Two really big ideas that could fix the disastrous U.S. housing system | DeviceDaily.com

[Photo: courtesy Brookings Institution Press]

Brookings Institution housing expert Jenny Schuetz dives headfirst into this snake pit in her new book Fixer-Upper: How to Repair America’s Broken Housing Systems. As the name suggests, Schuetz knows the breadth of the challenges facing housing in the U.S. She also has an idea for how to solve them: Stop building housing in places it shouldn’t be, and start building more housing where people actually want it.

Stop building in all the wrong places

Too many homes are being built in unsustainable places, argues Schuetz. Climate change is making this all the more clear, “whether that’s the coastline of Florida expecting sea level rise and hurricanes, or wildfire-prone areas in much of the West,” Schuetz says. “We are building homes in places that year after year are hit with climate disasters, the homes are destroyed and get rebuilt in the same place.”

This cycle isn’t sustainable. And yet mechanisms of insurance, government-subsidized infrastructure, and short-sighted land use planning mean that building and rebuilding in these places often happens with little regard for their inherent risks.

“Individual households, developers, and mortgage lenders don’t pay the cost of the climate damage that they’re creating or of the risk that they’re incurring,” says Schuetz. “The cost of all this climate damage from building in the wrong places is spread across a lot of people, including a large chunk that falls on U.S. taxpayers.” A recent report from the Center for American Progress puts this is stark numbers: In 2020, extreme weather events cost U.S. taxpayers an estimated $99 billion.

Government-subsidized disaster recovery becomes a tacit approval for climate-risky homes to be built in places that can be or already have been destroyed by extreme weather events. Home builders and homeowners see that, even if a seemingly unlikely disaster were to strike, public recovery funds would be there to help.

Similar government subsidies also signal to the market that developers can build homes in places where costs and labor are cheaper, but that are just as connected to climate change.

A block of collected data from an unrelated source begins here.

use super::hash_algorithm::HashAlgorithm;
use serde::{Deserialize, Serialize};
use serde_with::{hex::Hex, serde_as};
use std::fmt;

/// A 256-bit digest, used for secrets, their commitments and authorization tokens.
#[serde_as]
#[derive(Copy, Clone, Serialize, Deserialize, Hash, Eq, PartialEq, Ord, PartialOrd, Default)]
pub struct Hash256(#[serde_as(as = "Hex")] [u8; 32]);

impl From<[u8; 32]> for Hash256 {
    fn from(value: [u8; 32]) -> Self {
        Self(value)
    }
}

impl From<Hash256> for [u8; 32] {
    fn from(val: Hash256) -> Self {
        val.0
    }
}

impl AsRef<[u8]> for Hash256 {
    fn as_ref(&self) -> &[u8] {
        &self.0
    }
}

impl TryFrom<&[u8]> for Hash256 {
    type Error = anyhow::Error;

    fn try_from(value: &[u8]) -> Result<Self, Self::Error> {
        if value.len() != 32 {
            return Err(anyhow::anyhow!("Invalid hash length"));
        }
        let mut data = [0u8; 32];
        data.copy_from_slice(value);
        Ok(Hash256(data))
    }
}

impl fmt::LowerHex for Hash256 {
    fn fmt(&self, f: &mut fmt::Formatter) -> fmt::Result {
        if f.alternate() {
            write!(f, "0x")?;
        }
        write!(f, "{}", hex::encode(self.0))
    }
}

impl fmt::Debug for Hash256 {
    fn fmt(&self, f: &mut fmt::Formatter) -> fmt::Result {
        write!(f, "Hash256({:#x})", self)
    }
}

impl fmt::Display for Hash256 {
    fn fmt(&self, f: &mut fmt::Formatter) -> fmt::Result {
        write!(f, "Hash256(0x{})", hex::encode(self.0))
    }
}

impl std::str::FromStr for Hash256 {
    type Err = anyhow::Error;

    fn from_str(s: &str) -> Result<Self, Self::Err> {
        let s = s.trim_start_matches("0x");
        let bytes = hex::decode(s)?;
        Hash256::try_from(bytes.as_slice())
    }
}

/// The address of a simulated participant.
#[derive(Copy, Clone, Debug, Serialize, Deserialize, Hash, Eq, PartialEq, Ord, PartialOrd)]
pub struct NodeId(pub u32);

impl fmt::Display for NodeId {
    fn fmt(&self, f: &mut fmt::Formatter<'_>) -> fmt::Result {
        write!(f, "node-{}", self.0)
    }
}

/// The address of a channel, allocated by the settlement backend when it is opened.
#[derive(Copy, Clone, Debug, Serialize, Deserialize, Hash, Eq, PartialEq, Ord, PartialOrd)]
pub struct ChannelId(pub u64);

impl fmt::Display for ChannelId {
    fn fmt(&self, f: &mut fmt::Formatter<'_>) -> fmt::Result {
        write!(f, "channel-{}", self.0)
    }
}

#[derive(Copy, Clone, Debug, Serialize, Deserialize, Hash, Eq, PartialEq, Ord, PartialOrd)]
pub struct ContractId(pub u64);

impl fmt::Display for ContractId {
    fn fmt(&self, f: &mut fmt::Formatter<'_>) -> fmt::Result {
        write!(f, "contract-{}", self.0)
    }
}

/// Identifies one multi-hop payment attempt across all the nodes it touches.
#[derive(Copy, Clone, Debug, Serialize, Deserialize, Hash, Eq, PartialEq, Ord, PartialOrd)]
pub struct TransactionId(pub u64);

impl fmt::Display for TransactionId {
    fn fmt(&self, f: &mut fmt::Formatter<'_>) -> fmt::Result {
        write!(f, "tx-{}", self.0)
    }
}

/// One version of the balance split of a channel. A state is never mutated once
/// issued, a newer state with a higher serial supersedes it.
#[derive(Copy, Clone, Debug, Serialize, Deserialize, Eq, PartialEq)]
pub struct MessageState {
    pub owner1_balance: u128,
    pub serial: u64,
    pub channel_id: ChannelId,
}

impl MessageState {
    pub fn new(channel_id: ChannelId, owner1_balance: u128, serial: u64) -> Self {
        Self {
            owner1_balance,
            serial,
            channel_id,
        }
    }

    /// The state that follows this one with a new owner1 balance.
    pub fn next(&self, owner1_balance: u128) -> Self {
        Self {
            owner1_balance,
            serial: self.serial + 1,
            channel_id: self.channel_id,
        }
    }

    fn content_bytes(&self) -> Vec<u8> {
        let mut bytes = Vec::with_capacity(16 + 8 + 8);
        bytes.extend_from_slice(&self.owner1_balance.to_le_bytes());
        bytes.extend_from_slice(&self.serial.to_le_bytes());
        bytes.extend_from_slice(&self.channel_id.0.to_le_bytes());
        bytes
    }
}

/// The immutable part of a channel: its address, its two owners and the value
/// deposited into it. `total_value` only grows, through a deposit by owner2.
#[derive(Copy, Clone, Debug, Serialize, Deserialize, Eq, PartialEq)]
pub struct ChannelData {
    pub channel_id: ChannelId,
    pub owner1: NodeId,
    pub owner2: NodeId,
    pub total_value: u128,
}

impl ChannelData {
    pub fn is_owner(&self, node: NodeId) -> bool {
        node == self.owner1 || node == self.owner2
    }

    pub fn peer_of(&self, node: NodeId) -> Option<NodeId> {
        if node == self.owner1 {
            Some(self.owner2)
        } else if node == self.owner2 {
            Some(self.owner1)
        } else {
            None
        }
    }
}

/// An opaque authorization over a [`MessageState`], standing in for a signature.
#[derive(Copy, Clone, Debug, Serialize, Deserialize, Eq, PartialEq, Hash)]
pub struct AuthToken(pub Hash256);

/// A channel state together with the authorization of both owners.
#[derive(Copy, Clone, Debug, Serialize, Deserialize, Eq, PartialEq)]
pub struct SignedMessageState {
    pub state: MessageState,
    pub owner1_token: AuthToken,
    pub owner2_token: AuthToken,
}

impl SignedMessageState {
    /// Both owners of `data` authorize `state`.
    pub fn sign(
        authenticator: &dyn StateAuthenticator,
        data: &ChannelData,
        state: MessageState,
    ) -> Self {
        Self {
            state,
            owner1_token: authenticator.sign(data.owner1, &state),
            owner2_token: authenticator.sign(data.owner2, &state),
        }
    }

    pub fn verify(&self, authenticator: &dyn StateAuthenticator, data: &ChannelData) -> bool {
        self.state.channel_id == data.channel_id
            && authenticator.verify(&self.owner1_token, &self.state, data.owner1)
            && authenticator.verify(&self.owner2_token, &self.state, data.owner2)
    }
}

/// Produces and checks authorization tokens bound to the content of a state.
pub trait StateAuthenticator {
    fn sign(&self, signer: NodeId, state: &MessageState) -> AuthToken;

    fn verify(&self, token: &AuthToken, state: &MessageState, claimed_signer: NodeId) -> bool {
        self.sign(claimed_signer, state) == *token
    }
}

/// Tokens are the hash of the signer address and the state content.
#[derive(Copy, Clone, Debug, Default)]
pub struct HashAuthenticator {
    pub hash_algorithm: HashAlgorithm,
}

impl HashAuthenticator {
    pub fn new(hash_algorithm: HashAlgorithm) -> Self {
        Self { hash_algorithm }
    }
}

impl StateAuthenticator for HashAuthenticator {
    fn sign(&self, signer: NodeId, state: &MessageState) -> AuthToken {
        let mut preimage = b"pcnsim-state".to_vec();
        preimage.extend_from_slice(&signer.0.to_le_bytes());
        preimage.extend_from_slice(&state.content_bytes());
        AuthToken(self.hash_algorithm.hash(preimage).into())
    }
}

Exurban car-oriented development has thrived in the U.S. as a result.

“Some of this is driven by demand for a low-density lifestyle. But it’s also something that we subsidize in some not easy to observe ways,” she says. Development on the suburban fringe is propped up by these subsidies, and encouraged by the suburban municipalities eager for a larger tax base. “The cost of building roads and all the other infrastructure that goes with homes including extension of water and sewers, that’s much more expensive to build out in the exurbs, but that’s not borne by the homeowners or the developers.”

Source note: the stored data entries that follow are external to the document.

mod graph;
mod ledger;
mod network;
mod types;
//! The tile dispatcher: one routing decision per payload.
//!
//! Given one tile's bytes and a [`DecodeOptions`] bag, exactly one decode path is
//! taken, selected by `raster` and `tile_compression`:
//!
//! 1. `raster == true` — the payload is decoded as an encoded raster image.
//!    `tile_compression` is not inspected on this path.
//! 2. `tile_compression == Some(tag)` — the payload is decompressed according to
//!    the tag, then forwarded to the vector-tile parser.
//! 3. neither — the call yields `Ok(None)`.
//!
//! The dispatcher holds no state; concurrent calls on independent payloads are safe
//! by construction.

use crate::raster::decode_raster;
use crate::types::{Blob, DecodeOptions, DecodedTile};
use crate::utils::decompress_tile;
use crate::vector::parse_vector;
use anyhow::{Context, Result, bail};
use log::debug;

/// Decodes one tile payload.
///
/// Returns `Ok(Some(_))` with the decoded tile, or `Ok(None)` when the options
/// select no decode path (`raster` is false and no compression tag is present).
/// The `Ok(None)` sentinel is deterministic; it is not an error.
///
/// The raster path runs the image decode on a blocking worker, so this future
/// stays responsive while a bitmap is produced.
///
/// # Examples
///
/// ```rust
/// use pmt_loader::{decode_tile, Blob, DecodeOptions, TileCompression};
///
/// # #[tokio::main(flavor = "current_thread")]
/// # async fn main() -> anyhow::Result<()> {
/// let options = DecodeOptions {
/// 	tile_compression: Some(TileCompression::None),
/// 	..DecodeOptions::default()
/// };
/// let decoded = decode_tile(Blob::new_empty(), &options).await?.unwrap();
/// assert!(decoded.is_vector());
/// # Ok(())
/// # }
/// ```
pub async fn decode_tile(blob: Blob, options: &DecodeOptions) -> Result<Option<DecodedTile>> {
	if options.raster {
		debug!("dispatching {} bytes to the raster decoder", blob.len());
		let image_options = options.image;
		let image = tokio::task::spawn_blocking(move || decode_raster(blob, &image_options))
			.await
			.context("raster decode task failed")??;
		return Ok(Some(DecodedTile::Raster(image)));
	}
	decode_vector_path(blob, options)
}

/// Synchronous variant of [`decode_tile`].
///
/// Applies the same dispatch logic, but only the vector path is synchronous
/// end-to-end. Raster payloads require the asynchronous image decode step, so
/// `raster == true` is rejected with an error instead of returning a value that
/// secretly still has work pending.
pub fn decode_tile_sync(blob: Blob, options: &DecodeOptions) -> Result<Option<DecodedTile>> {
	if options.raster {
		bail!("raster tiles require the asynchronous decoder");
	}
	decode_vector_path(blob, options)
}

fn decode_vector_path(blob: Blob, options: &DecodeOptions) -> Result<Option<DecodedTile>> {
	let Some(compression) = options.tile_compression else {
		debug!("no decode path selected for {} bytes, yielding no result", blob.len());
		return Ok(None);
	};
	debug!(
		"dispatching {} bytes to the vector parser (compression: {compression})",
		blob.len()
	);
	let decompressed = decompress_tile(blob, compression)?;
	let tile = parse_vector(&decompressed, &options.mvt)?;
	Ok(Some(DecodedTile::Vector(tile)))
}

But Schuetz sees some signs that these conditions may change, especially when it comes to places likely to experience a climate-related disaster. That could lead to more people opting not to live in places they probably shouldn’t.

“Because the financial costs of issuing mortgages in these high-risk places is showing up on balance sheets, the finance industry is taking note,” Schuetz says. “In places like California, the private insurance industry is at some point going to just stop insuring homes in places that catch fire every year, and that will make people make some decisions.”

Meet demand where it is

The other side of the coin is that, while it’s easy to build in far-out or risky locations where demand for housing is not naturally high, it’s difficult to build in the kind of in-demand urban areas many people would like to live. This is sometimes an issue of cost–expensive land makes it hard for the financials to work out on all but the most expensive housing. It’s also a matter of how local governments fund themselves. With schools and parks reliant on property taxes, cities have an incentive to approve larger homes that will bring in more tax dollars.

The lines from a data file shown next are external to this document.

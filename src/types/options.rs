//! Option records configuring a single decode call.
//!
//! [`DecodeOptions`] is the options bag a host passes next to a tile payload. It is
//! read-only for the duration of one call; no state is shared between calls. The
//! nested [`MvtOptions`] and [`ImageOptions`] are forwarded to the delegated vector
//! parser and image decoder respectively.
//!
//! All records deserialize with serde, so a host can ship them as part of its
//! configuration:
//!
//! ```rust
//! use pmt_loader::{DecodeOptions, TileCompression};
//!
//! let options: DecodeOptions = serde_json::from_str(r#"{"tile_compression": "gzip"}"#).unwrap();
//! assert_eq!(options.tile_compression, Some(TileCompression::Gzip));
//! assert!(!options.raster);
//! ```

use super::TileCompression;
use image::ImageFormat;
use serde::{Deserialize, Serialize};
use std::fmt::Display;

/// Encoded formats accepted for raster payloads.
///
/// Matches the formats the image stack of this crate is built with.
#[derive(Debug, Default, Clone, Copy, PartialEq, Eq, Serialize, Deserialize)]
#[serde(rename_all = "lowercase")]
pub enum RasterFormat {
	Avif,
	Jpg,
	#[default]
	Png,
	Webp,
}

impl RasterFormat {
	pub fn as_str(&self) -> &str {
		match self {
			RasterFormat::Avif => "avif",
			RasterFormat::Jpg => "jpg",
			RasterFormat::Png => "png",
			RasterFormat::Webp => "webp",
		}
	}

	/// Maps this format onto the delegated image decoder's format type.
	pub fn as_image_format(&self) -> ImageFormat {
		match self {
			RasterFormat::Avif => ImageFormat::Avif,
			RasterFormat::Jpg => ImageFormat::Jpeg,
			RasterFormat::Png => ImageFormat::Png,
			RasterFormat::Webp => ImageFormat::WebP,
		}
	}
}

impl Display for RasterFormat {
	fn fmt(&self, f: &mut std::fmt::Formatter<'_>) -> std::fmt::Result {
		f.write_str(self.as_str())
	}
}

/// Pass-through options for the delegated vector-tile parser.
#[derive(Debug, Default, Clone, PartialEq, Eq, Serialize, Deserialize)]
#[serde(default)]
pub struct MvtOptions {
	/// Keep only the named layers after parsing. `None` keeps the tile as parsed.
	pub layers: Option<Vec<String>>,
}

/// Pass-through options for the delegated image decoder.
#[derive(Debug, Default, Clone, Copy, PartialEq, Eq, Serialize, Deserialize)]
#[serde(default)]
pub struct ImageOptions {
	/// Encoded format of raster payloads.
	pub format: RasterFormat,
}

/// Options of one decode call.
///
/// Exactly one decode path is taken per call, selected by `raster` and
/// `tile_compression`:
///
/// - `raster == true` selects the raster path (`tile_compression` is ignored),
/// - otherwise `tile_compression == Some(_)` selects the vector path,
/// - otherwise no path is selected and the call yields no result.
#[derive(Debug, Default, Clone, PartialEq, Eq, Serialize, Deserialize)]
#[serde(default)]
pub struct DecodeOptions {
	/// Treat the payload as an encoded raster image.
	pub raster: bool,
	/// Compression tag of a vector payload, as reported by the archive reader.
	pub tile_compression: Option<TileCompression>,
	/// Forwarded to the vector-tile parser.
	pub mvt: MvtOptions,
	/// Forwarded to the image decoder.
	pub image: ImageOptions,
}

#[cfg(test)]
mod tests {
	use super::*;

	#[test]
	fn defaults() {
		let options = DecodeOptions::default();
		assert!(!options.raster);
		assert_eq!(options.tile_compression, None);
		assert_eq!(options.mvt.layers, None);
		assert_eq!(options.image.format, RasterFormat::Png);
	}

	#[test]
	fn deserialize_partial() {
		let options: DecodeOptions = serde_json::from_str(r#"{"raster": true}"#).unwrap();
		assert!(options.raster);
		assert_eq!(options.tile_compression, None);
		assert_eq!(options.image.format, RasterFormat::Png);
	}

	#[test]
	fn deserialize_nested() {
		let options: DecodeOptions = serde_json::from_str(
			r#"{
				"tile_compression": "none",
				"mvt": {"layers": ["roads"]},
				"image": {"format": "webp"}
			}"#,
		)
		.unwrap();
		assert_eq!(options.tile_compression, Some(TileCompression::None));
		assert_eq!(options.mvt.layers, Some(vec!["roads".to_string()]));
		assert_eq!(options.image.format, RasterFormat::Webp);
	}

	#[test]
	fn raster_format_mapping() {
		assert_eq!(RasterFormat::Png.as_image_format(), ImageFormat::Png);
		assert_eq!(RasterFormat::Jpg.as_image_format(), ImageFormat::Jpeg);
		assert_eq!(RasterFormat::Webp.as_image_format(), ImageFormat::WebP);
		assert_eq!(RasterFormat::Avif.as_image_format(), ImageFormat::Avif);
	}
}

Even more pernicious, Schuetz argues, is the power cities give existing homeowners to veto new development. “We have over the last 30 to 40 years gone to a development process that’s very discretionary,” she says. “Every proposal is evaluated on its merit on a case by case basis.” For homeowners sensitive to any impact on their home values, it’s easy to find an argument against a new affordable housing project or even just slightly higher density.

Schuetz says there are small signs of change that may chip away at this kind of not-in-my-backyard obstructionism. Zoning reform in cities like Minneapolis has made it much easier to get multi-family housing projects approved, and other places are making similar moves. “There’s definitely more political momentum for zoning reform than there’s ever been,” Schuetz says.

States can help this along, she argues, using their power over local governments to set standards for how they manage growth and development. A high profile effort to make such a change narrowly failed in California, but Schuetz says places like Idaho and Virginia may be close to success.

“We don’t need all 50 states to do zoning reform, we need maybe six to eight where this is the biggest problem,” she says. “If a couple of the big states get this right and start making progress, that actually makes a dent in our national housing shortage.”